Kılıçdaroğlu’nun konuşmasının satır başları şöyle:
‘EYLÜL AYINDA SEÇİM BEKLİYORUM’
“Önümüzdeki Eylül ayında seçim bekliyorum. Ekonomiyi götüremezler. 20-27 Aralık arası Türkiye’nin en büyük soygunu gerçekleşti. Dolar alanların büyük kısmı kaybetti. Sağ olsun Nebati Bey açıkladı kamuoyuna, biz de oradan öğrendik, ‘küçük tasarruf sahipleri zarara uğradı’ diye. Bir korku iklimi yaratmak son derece tehlikeli. ‘Bu gitmez, sandığı koymaz?’ deniyor. Niye gitmesin, niye sandığı koymasın. Demokratik yollardan gidecek. Bu ülkede ilk kez sandığa gidecek 6 milyon 200 bin genç gönderecek. Bundan daha güzel başarı olabilir mi? Onun tuzağına düşmeden inandığımız yoldan kararlılıkla devam etmeliyiz. O gerginlik yaratacak ama biz oraya takılmayacağız. Her türlü hakareti yapacak, yapsın sabahtan akşama, istediği kadar yapsın. Ona en büyük iyiliği ben yapıyorum. Hatalarını ben söylüyorum. Yakın çevresinden hiçbirisi buna cesaret edemiyor. Bizim MYK’da arkadaşlarımız bana söyler ‘sayın genel başkanım bunu yanlış yaptık’ der. Zaten bizde bunu söylememek eşyanın tabiatına aykırı. Biz gerginlik yapacak eylemin içinde olmayız.

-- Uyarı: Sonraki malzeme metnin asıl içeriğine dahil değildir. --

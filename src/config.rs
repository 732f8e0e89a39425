//! Configuration file loading.

use crate::error::Result;
use crate::shell::ShellConfig;
use crate::store::StoreConfig;
use serde::{Deserialize, Serialize};
use std::fs;
use std::path::Path;

/// Combined configuration for the `txkv` binary.
///
/// Loaded from JSON; every field is optional and falls back to its default.
///
/// ```json
/// { "store": { "log_capacity": 64 }, "shell": { "prompt": "txkv> " } }
/// ```
#[derive(Clone, Debug, Default, PartialEq, Eq, Serialize, Deserialize)]
#[serde(default)]
pub struct Config {
    pub store: StoreConfig,
    pub shell: ShellConfig,
}

impl Config {
    /// Load configuration from a JSON file.
    pub fn load(path: impl AsRef<Path>) -> Result<Self> {
        let text = fs::read_to_string(path)?;
        Ok(serde_json::from_str(&text)?)
    }
}
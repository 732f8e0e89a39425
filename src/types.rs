//! Core types for the key-value store.

use serde::{Deserialize, Serialize};
use std::fmt;

/// Position of a snapshot in the state chain.
///
/// The base snapshot is `SnapshotId(0)`; each `begin` pushes the next id.
#[derive(Clone, Copy, PartialEq, Eq, PartialOrd, Ord, Hash, Default)]
pub struct SnapshotId(pub usize);

impl SnapshotId {
    /// The always-present base snapshot.
    pub const BASE: SnapshotId = SnapshotId(0);

    pub fn parent(self) -> Option<Self> {
        if self.0 > 0 {
            Some(SnapshotId(self.0 - 1))
        } else {
            None
        }
    }

    pub fn is_base(self) -> bool {
        self.0 == 0
    }
}

impl fmt::Debug for SnapshotId {
    fn fmt(&self, f: &mut fmt::Formatter<'_>) -> fmt::Result {
        write!(f, "SnapshotId({})", self.0)
    }
}

/// A mutating operation on the store.
///
/// Operations are recorded in the active transaction's log and replayed
/// against the enclosing snapshot when that transaction commits.
#[derive(Clone, Debug, PartialEq, Eq, Serialize, Deserialize)]
#[serde(tag = "op", rename_all = "snake_case")]
pub enum Operation {
    /// Bind a key to a value in the current layer.
    Set { key: String, value: String },

    /// Remove a key, shadowing any value held by enclosing layers.
    Delete { key: String },
}

impl Operation {
    pub fn set(key: impl Into<String>, value: impl Into<String>) -> Self {
        Operation::Set {
            key: key.into(),
            value: value.into(),
        }
    }

    pub fn delete(key: impl Into<String>) -> Self {
        Operation::Delete { key: key.into() }
    }

    /// The key this operation touches.
    pub fn key(&self) -> &str {
        match self {
            Operation::Set { key, .. } | Operation::Delete { key } => key,
        }
    }
}

/// Store statistics.
#[derive(Clone, Debug, Default, PartialEq, Eq, Serialize)]
pub struct StoreStats {
    /// Number of snapshots in the state chain (open transactions + 1).
    pub depth: usize,
    /// Number of begun but not yet committed or rolled back transactions.
    pub open_transactions: usize,
    /// Operations recorded across all open transaction logs.
    pub pending_operations: usize,
    /// Distinct keys currently visible to readers.
    pub visible_keys: usize,
}
//! Line-oriented command interpreter.
//!
//! Reads one command per line, runs it against a [`Store`](crate::Store) and
//! writes the result:
//!
//! ```text
//! > set a 10
//! > begin
//! > delete a
//! > get a
//! key not set
//! > rollback
//! > get a
//! 10
//! ```

mod command;
mod repl;

pub use command::{parse_line, Command, Output};
pub use repl::{Shell, ShellConfig};
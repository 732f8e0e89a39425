//! txkv: interactive shell for the transactional key-value store.
//!
//! Reads commands from stdin, one per line:
//! `begin`, `commit`, `rollback`, `get <key>`, `set <key> <value>`,
//! `delete <key>`, `count <value>`. An empty line, `exit` or `quit` ends
//! the session.

use std::io;
use std::path::PathBuf;
use std::process;

use clap::Parser;
use tracing_subscriber::EnvFilter;
use txkv::{Config, Shell, Store};

/// Environment variable holding the log filter.
const LOG_ENV: &str = "TXKV_LOG";

#[derive(Debug, Parser)]
#[command(name = "txkv", version, about = "In-memory key-value store with nested transactions")]
struct Args {
    /// JSON configuration file.
    #[arg(long)]
    config: Option<PathBuf>,

    /// Do not print a prompt before each line.
    #[arg(long)]
    no_prompt: bool,

    /// Log filter, e.g. `debug` or `txkv=trace`. Overrides TXKV_LOG.
    #[arg(long)]
    log: Option<String>,
}

fn main() {
    let args = Args::parse();
    init_logging(args.log.as_deref());

    if let Err(e) = run(args) {
        eprintln!("{}", e);
        process::exit(1);
    }
}

fn init_logging(filter: Option<&str>) {
    let filter = match filter {
        Some(directives) => EnvFilter::new(directives),
        None => EnvFilter::try_from_env(LOG_ENV).unwrap_or_else(|_| EnvFilter::new("warn")),
    };

    tracing_subscriber::fmt()
        .with_env_filter(filter)
        .with_writer(io::stderr)
        .init();
}

fn run(args: Args) -> txkv::Result<()> {
    let mut config = match &args.config {
        Some(path) => Config::load(path)?,
        None => Config::default(),
    };
    if args.no_prompt {
        config.shell.show_prompt = false;
    }

    tracing::debug!(?config, "starting shell");

    let mut shell = Shell::new(Store::new(config.store), config.shell);
    shell.run(io::stdin().lock(), io::stdout().lock())
}
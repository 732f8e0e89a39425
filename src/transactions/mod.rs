//! Transaction logs.
//!
//! Every open transaction keeps the ordered list of operations issued since
//! its `begin`. Commit replays that list onto the enclosing scope.

mod log;

pub use log::{TransactionChain, TransactionLog};
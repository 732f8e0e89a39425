//! Snapshot chain implementation.

use crate::state::apply_operation;
use crate::types::{Operation, SnapshotId};
use std::collections::{HashMap, HashSet};

/// One layer of local state.
///
/// Holds only what was written at this layer: values set here and keys
/// deleted here. Everything else is inherited from the enclosing snapshot.
#[derive(Clone, Debug, Default, PartialEq, Eq)]
pub struct Snapshot {
    pub(crate) entries: HashMap<String, String>,
    pub(crate) tombstones: HashSet<String>,
}

/// What a single layer says about a key.
enum Resolution<'a> {
    Value(&'a str),
    Deleted,
    Inherited,
}

impl Snapshot {
    /// Value set at this layer, ignoring ancestors.
    pub fn entry(&self, key: &str) -> Option<&str> {
        self.entries.get(key).map(String::as_str)
    }

    /// Whether `key` was deleted at this layer.
    pub fn is_tombstoned(&self, key: &str) -> bool {
        self.tombstones.contains(key)
    }

    /// Number of entries local to this layer.
    pub fn len(&self) -> usize {
        self.entries.len()
    }

    /// Whether nothing was written or deleted at this layer.
    pub fn is_empty(&self) -> bool {
        self.entries.is_empty() && self.tombstones.is_empty()
    }

    fn resolve(&self, key: &str) -> Resolution<'_> {
        // Entries and tombstones are disjoint within a layer.
        if let Some(value) = self.entries.get(key) {
            Resolution::Value(value)
        } else if self.tombstones.contains(key) {
            Resolution::Deleted
        } else {
            Resolution::Inherited
        }
    }
}

/// Stack of snapshots, one per open transaction plus the base.
///
/// Snapshots live in an arena indexed by [`SnapshotId`]; the parent of a
/// snapshot is the one directly below it, and only the head is ever pushed
/// or popped. The base snapshot is never popped.
#[derive(Clone, Debug)]
pub struct StateChain {
    layers: Vec<Snapshot>,
}

impl Default for StateChain {
    fn default() -> Self {
        Self::new(0)
    }
}

impl StateChain {
    /// Create a chain holding only an empty base snapshot.
    ///
    /// `capacity` preallocates room for that many nested layers.
    pub fn new(capacity: usize) -> Self {
        let mut layers = Vec::with_capacity(capacity + 1);
        layers.push(Snapshot::default());
        Self { layers }
    }

    /// Id of the innermost snapshot.
    pub fn head(&self) -> SnapshotId {
        SnapshotId(self.layers.len() - 1)
    }

    /// Number of snapshots, including the base.
    pub fn depth(&self) -> usize {
        self.layers.len()
    }

    /// The innermost snapshot, where writes land.
    pub fn current(&self) -> &Snapshot {
        // The base layer is never popped, so the arena is never empty.
        &self.layers[self.layers.len() - 1]
    }

    pub fn current_mut(&mut self) -> &mut Snapshot {
        let head = self.layers.len() - 1;
        &mut self.layers[head]
    }

    /// Apply an operation to the innermost snapshot.
    ///
    /// The base has no ancestors to hide, so a delete there leaves no
    /// tombstone behind.
    pub fn apply(&mut self, operation: &Operation) {
        let on_base = self.head().is_base();
        let snapshot = self.current_mut();
        apply_operation(snapshot, operation);

        if let (true, Operation::Delete { key }) = (on_base, operation) {
            snapshot.tombstones.remove(key);
        }
    }

    /// Push an empty snapshot on top of the current head.
    pub fn push(&mut self) -> SnapshotId {
        self.layers.push(Snapshot::default());
        self.head()
    }

    /// Pop the innermost snapshot, returning it.
    ///
    /// Returns `None` when only the base remains.
    pub fn pop(&mut self) -> Option<Snapshot> {
        if self.head().is_base() {
            return None;
        }
        self.layers.pop()
    }

    /// Walk the chain from the head to the base, following parent links.
    pub fn iter_from_head(&self) -> impl Iterator<Item = (SnapshotId, &Snapshot)> + '_ {
        std::iter::successors(Some(self.head()), |id| id.parent())
            .map(move |id| (id, &self.layers[id.0]))
    }

    /// Resolve the visible value of `key`.
    ///
    /// The nearest layer with an opinion about the key decides: an entry is
    /// returned, a tombstone hides everything further out.
    pub fn get(&self, key: &str) -> Option<&str> {
        for (_, snapshot) in self.iter_from_head() {
            match snapshot.resolve(key) {
                Resolution::Value(value) => return Some(value),
                Resolution::Deleted => return None,
                Resolution::Inherited => {}
            }
        }
        None
    }

    /// Count distinct visible keys whose visible value equals `needle`.
    pub fn count(&self, needle: &str) -> usize {
        self.visible(|value| value == needle)
    }

    /// Count all distinct visible keys.
    pub fn visible_keys(&self) -> usize {
        self.visible(|_| true)
    }

    fn visible(&self, mut matches: impl FnMut(&str) -> bool) -> usize {
        let mut seen: HashSet<&str> = HashSet::new();
        let mut result = 0;

        for (_, snapshot) in self.iter_from_head() {
            for (key, value) in &snapshot.entries {
                if seen.insert(key.as_str()) && matches(value.as_str()) {
                    result += 1;
                }
            }
            // Deleted keys are claimed so ancestor values stay hidden.
            for key in &snapshot.tombstones {
                seen.insert(key.as_str());
            }
        }

        result
    }
}
//! Interactive read-eval-print loop.

use crate::error::{Result, StoreError};
use crate::shell::command::{parse_line, Command, Output};
use crate::store::Store;
use serde::{Deserialize, Serialize};
use std::io::{BufRead, Write};
use tracing::debug;

/// Shell configuration.
#[derive(Clone, Debug, PartialEq, Eq, Serialize, Deserialize)]
#[serde(default)]
pub struct ShellConfig {
    /// Text written before each line is read.
    pub prompt: String,

    /// Whether to write the prompt at all.
    pub show_prompt: bool,
}

impl Default for ShellConfig {
    fn default() -> Self {
        Self {
            prompt: "> ".to_string(),
            show_prompt: true,
        }
    }
}

/// Command interpreter over a [`Store`].
pub struct Shell {
    store: Store,
    config: ShellConfig,
}

impl Shell {
    pub fn new(store: Store, config: ShellConfig) -> Self {
        Self { store, config }
    }

    pub fn store(&self) -> &Store {
        &self.store
    }

    /// Run a parsed command.
    pub fn execute(&mut self, command: Command) -> Result<Output> {
        let output = match command {
            Command::Begin => {
                self.store.begin();
                Output::Empty
            }
            Command::Commit => {
                if !self.store.commit() {
                    return Err(StoreError::NoTransaction);
                }
                Output::Empty
            }
            Command::Rollback => {
                if !self.store.rollback() {
                    return Err(StoreError::NoTransaction);
                }
                Output::Empty
            }
            Command::Get { key } => match self.store.get(&key) {
                Some(value) => Output::Value(value.to_string()),
                None => Output::Missing,
            },
            Command::Set { key, value } => {
                self.store.set(key, value);
                Output::Empty
            }
            Command::Delete { key } => {
                self.store.delete(key);
                Output::Empty
            }
            Command::Count { value } => Output::Count(self.store.count(&value)),
        };

        Ok(output)
    }

    /// Read commands from `input` until it ends or an exit line is read.
    ///
    /// An empty line, `exit` or `quit` ends the session. Command errors are
    /// written to `output` and the loop continues; only I/O errors stop it.
    /// Invalid UTF-8 is replaced with U+FFFD rather than rejected.
    pub fn run<R: BufRead, W: Write>(&mut self, mut input: R, mut output: W) -> Result<()> {
        let mut buf = Vec::new();

        loop {
            if self.config.show_prompt {
                write!(output, "{}", self.config.prompt)?;
                output.flush()?;
            }

            buf.clear();
            if input.read_until(b'\n', &mut buf)? == 0 {
                return Ok(());
            }

            let line = String::from_utf8_lossy(&buf);
            let text = line.trim_end_matches(|c: char| c == '\n' || c == '\r');
            if text.is_empty() || text == "exit" || text == "quit" {
                return Ok(());
            }

            let command = match parse_line(text) {
                Ok(Some(command)) => command,
                Ok(None) => {
                    debug!(line = text, "ignoring unrecognized line");
                    continue;
                }
                Err(e) => {
                    writeln!(output, "{}", e)?;
                    continue;
                }
            };

            match self.execute(command) {
                Ok(Output::Empty) => {}
                Ok(result) => writeln!(output, "{}", result)?,
                Err(e) => writeln!(output, "{}", e)?,
            }
        }
    }
}
//! Main Store struct tying the state chain and transaction logs together.

use crate::state::StateChain;
use crate::transactions::TransactionChain;
use crate::types::{Operation, StoreStats};
use parking_lot::Mutex;
use serde::{Deserialize, Serialize};
use std::sync::Arc;
use tracing::{debug, trace};

/// Store configuration.
///
/// Both values are allocation hints and never change behavior.
#[derive(Clone, Debug, PartialEq, Eq, Serialize, Deserialize)]
#[serde(default)]
pub struct StoreConfig {
    /// Nested snapshot layers to preallocate.
    pub snapshot_capacity: usize,

    /// Operations to preallocate in each new transaction log.
    pub log_capacity: usize,
}

impl Default for StoreConfig {
    fn default() -> Self {
        Self {
            snapshot_capacity: 8,
            log_capacity: 16,
        }
    }
}

/// In-memory key-value store with nested transactions.
///
/// Writes always land in the innermost snapshot. While a transaction is open
/// they are also recorded in its log; committing discards the transaction's
/// snapshot and replays the log onto the enclosing one.
#[derive(Debug)]
pub struct Store {
    /// Snapshot per open transaction, plus the base.
    state: StateChain,

    /// Operation log per open transaction.
    transactions: TransactionChain,
}

impl Default for Store {
    fn default() -> Self {
        Self::new(StoreConfig::default())
    }
}

impl Store {
    /// Create an empty store.
    pub fn new(config: StoreConfig) -> Self {
        let state = StateChain::new(config.snapshot_capacity);
        let transactions = TransactionChain::new(config.log_capacity);

        Self {
            state,
            transactions,
        }
    }

    // --- Transaction Lifecycle ---

    /// Open a nested transaction.
    pub fn begin(&mut self) {
        let depth = self.transactions.begin();
        let snapshot = self.state.push();
        debug!(depth, snapshot = ?snapshot, "begin transaction");
        self.check_depth();
    }

    /// Commit the innermost transaction into its enclosing scope.
    ///
    /// The transaction's snapshot is discarded and its recorded operations
    /// are replayed, in order, against the enclosing snapshot. If another
    /// transaction is still open, the replayed operations join its log so a
    /// later commit carries them further out.
    ///
    /// Returns `false` if no transaction is open.
    pub fn commit(&mut self) -> bool {
        let Some(log) = self.transactions.pop() else {
            debug!("commit with no open transaction");
            return false;
        };

        let popped = self.state.pop();
        debug_assert!(popped.is_some(), "open transaction without a snapshot");
        for operation in log.operations() {
            self.state.apply(operation);
        }

        let operations = log.len();
        if let Some(parent) = self.transactions.current_mut() {
            parent.extend(log);
        }

        debug!(
            depth = self.transactions.depth(),
            operations, "commit transaction"
        );
        self.check_depth();
        true
    }

    /// Discard the innermost transaction and everything it wrote.
    ///
    /// Returns `false` if no transaction is open.
    pub fn rollback(&mut self) -> bool {
        let Some(log) = self.transactions.pop() else {
            debug!("rollback with no open transaction");
            return false;
        };

        let popped = self.state.pop();
        debug_assert!(popped.is_some(), "open transaction without a snapshot");

        debug!(
            depth = self.transactions.depth(),
            discarded = log.len(),
            "rollback transaction"
        );
        self.check_depth();
        true
    }

    /// Whether any transaction is open.
    pub fn in_transaction(&self) -> bool {
        self.transactions.is_open()
    }

    /// Number of open transactions.
    pub fn depth(&self) -> usize {
        self.transactions.depth()
    }

    // --- Operations ---

    /// Record an operation in the innermost transaction's log.
    ///
    /// Does nothing outside a transaction. Recording does not apply the
    /// operation; see [`Store::apply`] and [`Store::execute`].
    pub fn append_operation(&mut self, operation: Operation) {
        if self.transactions.record(operation) {
            trace!(
                pending = self.transactions.current().map_or(0, |log| log.len()),
                "recorded operation"
            );
        }
    }

    /// Apply an operation to the innermost snapshot without recording it.
    pub fn apply(&mut self, operation: &Operation) {
        trace!(key = operation.key(), "apply operation");
        self.state.apply(operation);
    }

    /// Record an operation and apply it immediately.
    pub fn execute(&mut self, operation: Operation) {
        self.apply(&operation);
        self.append_operation(operation);
    }

    /// Set `key` to `value` in the current scope.
    pub fn set(&mut self, key: impl Into<String>, value: impl Into<String>) {
        self.execute(Operation::set(key, value));
    }

    /// Delete `key` in the current scope.
    pub fn delete(&mut self, key: impl Into<String>) {
        self.execute(Operation::delete(key));
    }

    // --- Queries ---

    /// Visible value of `key`, or `None` if it is unset or deleted.
    pub fn get(&self, key: &str) -> Option<&str> {
        self.state.get(key)
    }

    /// Number of distinct visible keys whose value equals `value`.
    pub fn count(&self, value: &str) -> usize {
        self.state.count(value)
    }

    /// Get store statistics.
    pub fn stats(&self) -> StoreStats {
        StoreStats {
            depth: self.state.depth(),
            open_transactions: self.transactions.depth(),
            pending_operations: self.transactions.pending_operations(),
            visible_keys: self.state.visible_keys(),
        }
    }

    fn check_depth(&self) {
        debug_assert_eq!(self.state.depth(), self.transactions.depth() + 1);
    }
}

/// Thread-safe handle to a [`Store`].
///
/// Every call takes one exclusive lock over the whole store, so each method
/// is a single atomic transition and no caller can observe a chain
/// mid-update. Clones share the same store.
#[derive(Clone, Debug, Default)]
pub struct SharedStore {
    inner: Arc<Mutex<Store>>,
}

impl SharedStore {
    pub fn new(config: StoreConfig) -> Self {
        Self {
            inner: Arc::new(Mutex::new(Store::new(config))),
        }
    }

    /// Run several calls under one lock.
    pub fn with<R>(&self, f: impl FnOnce(&mut Store) -> R) -> R {
        let mut store = self.inner.lock();
        f(&mut store)
    }

    pub fn begin(&self) {
        self.inner.lock().begin();
    }

    pub fn commit(&self) -> bool {
        self.inner.lock().commit()
    }

    pub fn rollback(&self) -> bool {
        self.inner.lock().rollback()
    }

    pub fn get(&self, key: &str) -> Option<String> {
        self.inner.lock().get(key).map(str::to_string)
    }

    pub fn count(&self, value: &str) -> usize {
        self.inner.lock().count(value)
    }

    pub fn set(&self, key: impl Into<String>, value: impl Into<String>) {
        self.inner.lock().set(key, value);
    }

    pub fn delete(&self, key: impl Into<String>) {
        self.inner.lock().delete(key);
    }

    pub fn execute(&self, operation: Operation) {
        self.inner.lock().execute(operation);
    }

    pub fn stats(&self) -> StoreStats {
        self.inner.lock().stats()
    }
}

‘YAPILAN KUMPAS, İŞİN TÜRKÇESİ İSTANBUL’U ALMAMIZI BİR TÜRLÜ HAZMEDİYORLAR’
Sayın Bahçeli’nin söylediğini bir tarafa bırakıyorum. Eleman alımıyla bilgiler elbette devletin denetimdedir. Elbette denetlenebilir. Hiçbir zaman ‘niye müfettiş gönderdiniz’ diye şikâyet etmedik. Bir suçlama yapıldı, suçlamanın gerekçesi havada, teröristleri alıyorlar, istihdam ediyorlar vesaire. Eğer soruşturma açacaksanız, iyi hal kâğıdı verenlere açacaksınız. İBB’nin Milli İstihbarat Teşkilatı mı var? Yapılan kumpas, işin Türkçesi İstanbul’u almamızı bir türlü hazmediyorlar. Nasıl olur da İstanbul’un rantını 16 milyona Ekrem İmamoğlu’na verir?
Bu rantı bir avuç insana değil İstanbullulara verecek. Bütün belediye başkanlarımız, İçişleri Bakanlığı müfettişleri, kontrolleri, Sayıştay denetçileri denetliyorlar. Hiçbir şikâyetimiz yok, istedikleri kadar denetlesinler. Ama önyargıyla gidiliyorsa. Önce bir bekle bakalım müfettişlerin raporunu. İBB soruşturma açtı, pek çok yolsuzluk dosyasını düzenledi, İçişleri Bakanlığı müsaade etmedi. Ne oldu bu yolsuzluk dosyaları? Üstü kapatıldı. Söylüyoruz, bunu ama dosya onların ellerinde. Rakamları kamuoyuyla paylaşıyoruz. Ama önümüzde bir duvar var.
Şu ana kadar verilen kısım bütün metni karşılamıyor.